Items from a data source:
//! MARC record leader parsing and construction.
//!
//! The MARC leader is a 24-byte fixed-length field at the start of every MARC record.
//! It contains metadata describing the record's structure, content type, and encoding.
//!
//! # Structure
//!
//! - Positions 0-4: Record length (5 digits)
//! - Position 5: Record status
//! - Position 6: Record type (a = language material, c = music, etc.)
//! - Position 7: Bibliographic level (m = monograph, s = serial, etc.)
//! - Position 8: Control record type
//! - Position 9: Character coding (space = non-Unicode, a = UTF-8)
//! - Position 10: Indicator count (usually 2)
//! - Position 11: Subfield code count (usually 2)
//! - Positions 12-16: Base address of data (5 digits)
//! - Positions 17-19: Encoding level, cataloging form, multipart level
//! - Positions 20-23: Entry map (usually "4500")
//!
//! Conversions usually write leaders as templates such as
//! `"     cam  22        4500"`, leaving the length and base address blank.
//! [`Leader::from_template`] accepts those; the writer fills in both numbers.

use crate::error::{ConvertError, Result};
use serde::{Deserialize, Serialize};

/// MARC Leader - 24 bytes at the start of every MARC record.
#[derive(Debug, Clone, PartialEq, Eq, Serialize, Deserialize)]
pub struct Leader {
    /// Record length (5 digits) - positions 0-4
    pub record_length: u32,
    /// Record status (1 char) - position 5
    pub record_status: char,
    /// Type of record (1 char) - position 6
    pub record_type: char,
    /// Bibliographic level (1 char) - position 7
    pub bibliographic_level: char,
    /// Type of control record (1 char) - position 8
    pub control_record_type: char,
    /// Character coding scheme (1 char) - position 9
    pub character_coding: char,
    /// Indicator count (1 digit) - position 10 (usually 2)
    pub indicator_count: u8,
    /// Subfield code count (1 digit) - position 11 (usually 2)
    pub subfield_code_count: u8,
    /// Base address of data (5 digits) - positions 12-16
    pub data_base_address: u32,
    /// Encoding level (1 char) - position 17
    pub encoding_level: char,
    /// Cataloging form (1 char) - position 18
    pub cataloging_form: char,
    /// Multipart resource record level (1 char) - position 19
    pub multipart_level: char,
    /// Entry map (4 chars) - positions 20-23
    pub reserved: String,
}

impl Default for Leader {
    fn default() -> Self {
        Leader {
            record_length: 0,
            record_status: ' ',
            record_type: ' ',
            bibliographic_level: ' ',
            control_record_type: ' ',
            character_coding: ' ',
            indicator_count: 2,
            subfield_code_count: 2,
            data_base_address: 0,
            encoding_level: ' ',
            cataloging_form: ' ',
            multipart_level: ' ',
            reserved: "4500".to_string(),
        }
    }
}

impl Leader {
    /// Build an output leader from a three-character fragment for positions 5-7.
    ///
    /// The fragment is the `"cam"` / `"ngm"` style value stored in the format
    /// table: record status, type of record and bibliographic level.
    ///
    /// # Errors
    ///
    /// Returns an error if the fragment is not exactly three ASCII characters.
    pub fn from_fragment(fragment: &str, multipart_level: Option<char>) -> Result<Self> {
        if fragment.len() != 3 || !fragment.is_ascii() {
            return Err(ConvertError::InvalidLeader(format!(
                "Leader fragment must be 3 ASCII characters, got '{fragment}'"
            )));
        }
        let bytes = fragment.as_bytes();
        Ok(Leader {
            record_status: bytes[0] as char,
            record_type: bytes[1] as char,
            bibliographic_level: bytes[2] as char,
            multipart_level: multipart_level.unwrap_or(' '),
            ..Leader::default()
        })
    }

    /// Parse a leader template whose numeric positions may be blank.
    ///
    /// Blank record length (0-4) or base address (12-16) become 0 and are
    /// recomputed when the record is serialized. Blank indicator or subfield
    /// code counts default to 2.
    ///
    /// # Errors
    ///
    /// Returns an error if the template is not 24 ASCII bytes or a numeric
    /// position holds something other than digits or blanks.
    pub fn from_template(template: &str) -> Result<Self> {
        let bytes = template.as_bytes();
        if bytes.len() != 24 || !template.is_ascii() {
            return Err(ConvertError::InvalidLeader(format!(
                "Leader template must be 24 ASCII characters, got {} bytes",
                bytes.len()
            )));
        }

        let mut normalized = bytes.to_vec();
        for range in [0..5, 12..17] {
            if normalized[range.clone()].iter().all(|b| *b == b' ') {
                normalized[range].copy_from_slice(b"00000");
            }
        }
        for pos in [10, 11] {
            if normalized[pos] == b' ' {
                normalized[pos] = b'2';
            }
        }
        Self::from_bytes(&normalized)
    }

    /// Parse a leader from 24 bytes
    ///
    /// # Errors
    ///
    /// Returns an error if the bytes are invalid or too short.
    pub fn from_bytes(bytes: &[u8]) -> Result<Self> {
        if bytes.len() < 24 {
            return Err(ConvertError::InvalidLeader(format!(
                "Leader must be at least 24 bytes, got {}",
                bytes.len()
            )));
        }

        let record_length = parse_digits(&bytes[0..5])?;
        let indicator_count = parse_count(bytes[10], 10)?;
        let subfield_code_count = parse_count(bytes[11], 11)?;
        let data_base_address = parse_digits(&bytes[12..17])?;

        Ok(Leader {
            record_length,
            record_status: bytes[5] as char,
            record_type: bytes[6] as char,
            bibliographic_level: bytes[7] as char,
            control_record_type: bytes[8] as char,
            character_coding: bytes[9] as char,
            indicator_count,
            subfield_code_count,
            data_base_address,
            encoding_level: bytes[17] as char,
            cataloging_form: bytes[18] as char,
            multipart_level: bytes[19] as char,
            reserved: String::from_utf8_lossy(&bytes[20..24]).to_string(),
        })
    }

    /// Validate that the leader is suitable for binary record reading.
    ///
    /// Checks that `record_length` and `data_base_address` are at least 24,
    /// which is required before performing arithmetic on these fields during
    /// binary ISO 2709 parsing.
    ///
    /// # Errors
    ///
    /// Returns an error if `record_length` or `data_base_address` is less than 24,
    /// or if the base address lies beyond the record length.
    pub fn validate_for_reading(&self) -> Result<()> {
        if self.record_length < 24 {
            return Err(ConvertError::InvalidLeader(format!(
                "Record length must be at least 24, got {}",
                self.record_length
            )));
        }
        if self.data_base_address < 24 {
            return Err(ConvertError::InvalidLeader(format!(
                "Base address of data must be at least 24, got {}",
                self.data_base_address
            )));
        }
        if self.data_base_address > self.record_length {
            return Err(ConvertError::InvalidLeader(format!(
                "Base address {} exceeds record length {}",
                self.data_base_address, self.record_length
            )));
        }
        Ok(())
    }

    /// Serialize leader to 24-byte array
    ///
    /// # Errors
    ///
    /// Returns an error if the leader values are invalid for serialization.
    pub fn as_bytes(&self) -> Result<Vec<u8>> {
        if self.record_length > 99_999 || self.data_base_address > 99_999 {
            return Err(ConvertError::RecordTooLong(format!(
                "leader numbers exceed 5 digits (length {}, base address {})",
                self.record_length, self.data_base_address
            )));
        }

        let mut bytes = Vec::with_capacity(24);
        bytes.extend_from_slice(format!("{:05}", self.record_length).as_bytes());
        for c in [
            self.record_status,
            self.record_type,
            self.bibliographic_level,
            self.control_record_type,
            self.character_coding,
        ] {
            push_ascii(&mut bytes, c)?;
        }
        bytes.push(b'0' + self.indicator_count);
        bytes.push(b'0' + self.subfield_code_count);
        bytes.extend_from_slice(format!("{:05}", self.data_base_address).as_bytes());
        for c in [
            self.encoding_level,
            self.cataloging_form,
            self.multipart_level,
        ] {
            push_ascii(&mut bytes, c)?;
        }

        let reserved_bytes = self.reserved.as_bytes();
        if reserved_bytes.len() != 4 {
            return Err(ConvertError::InvalidLeader(format!(
                "Reserved field must be 4 characters, got {}",
                reserved_bytes.len()
            )));
        }
        bytes.extend_from_slice(reserved_bytes);

        Ok(bytes)
    }
}

fn push_ascii(bytes: &mut Vec<u8>, c: char) -> Result<()> {
    if !c.is_ascii() {
        return Err(ConvertError::InvalidLeader(format!(
            "Leader position {} holds non-ASCII character '{c}'",
            bytes.len()
        )));
    }
    bytes.push(c as u8);
    Ok(())
}

fn parse_count(byte: u8, position: usize) -> Result<u8> {
    (byte as char)
        .to_digit(10)
        .and_then(|d| u8::try_from(d).ok())
        .ok_or_else(|| {
            ConvertError::InvalidLeader(format!(
                "Invalid count at position {position}: {}",
                byte as char
            ))
        })
}

/// Parse 5-digit ASCII number from bytes
fn parse_digits(bytes: &[u8]) -> Result<u32> {
    if bytes.len() != 5 {
        return Err(ConvertError::InvalidLeader(format!(
            "Expected 5-digit field, got {} bytes",
            bytes.len()
        )));
    }

    let s = String::from_utf8_lossy(bytes);
    s.parse::<u32>()
        .map_err(|_| ConvertError::InvalidLeader(format!("Invalid numeric field: '{s}'")))
}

WORK ITEM>
Each line above with the string "Deserialize" in it should be located and copied.

ANSWER BOX>
use serde::{Deserialize, Serialize};
#[derive(Debug, Clone, PartialEq, Eq, Serialize, Deserialize)]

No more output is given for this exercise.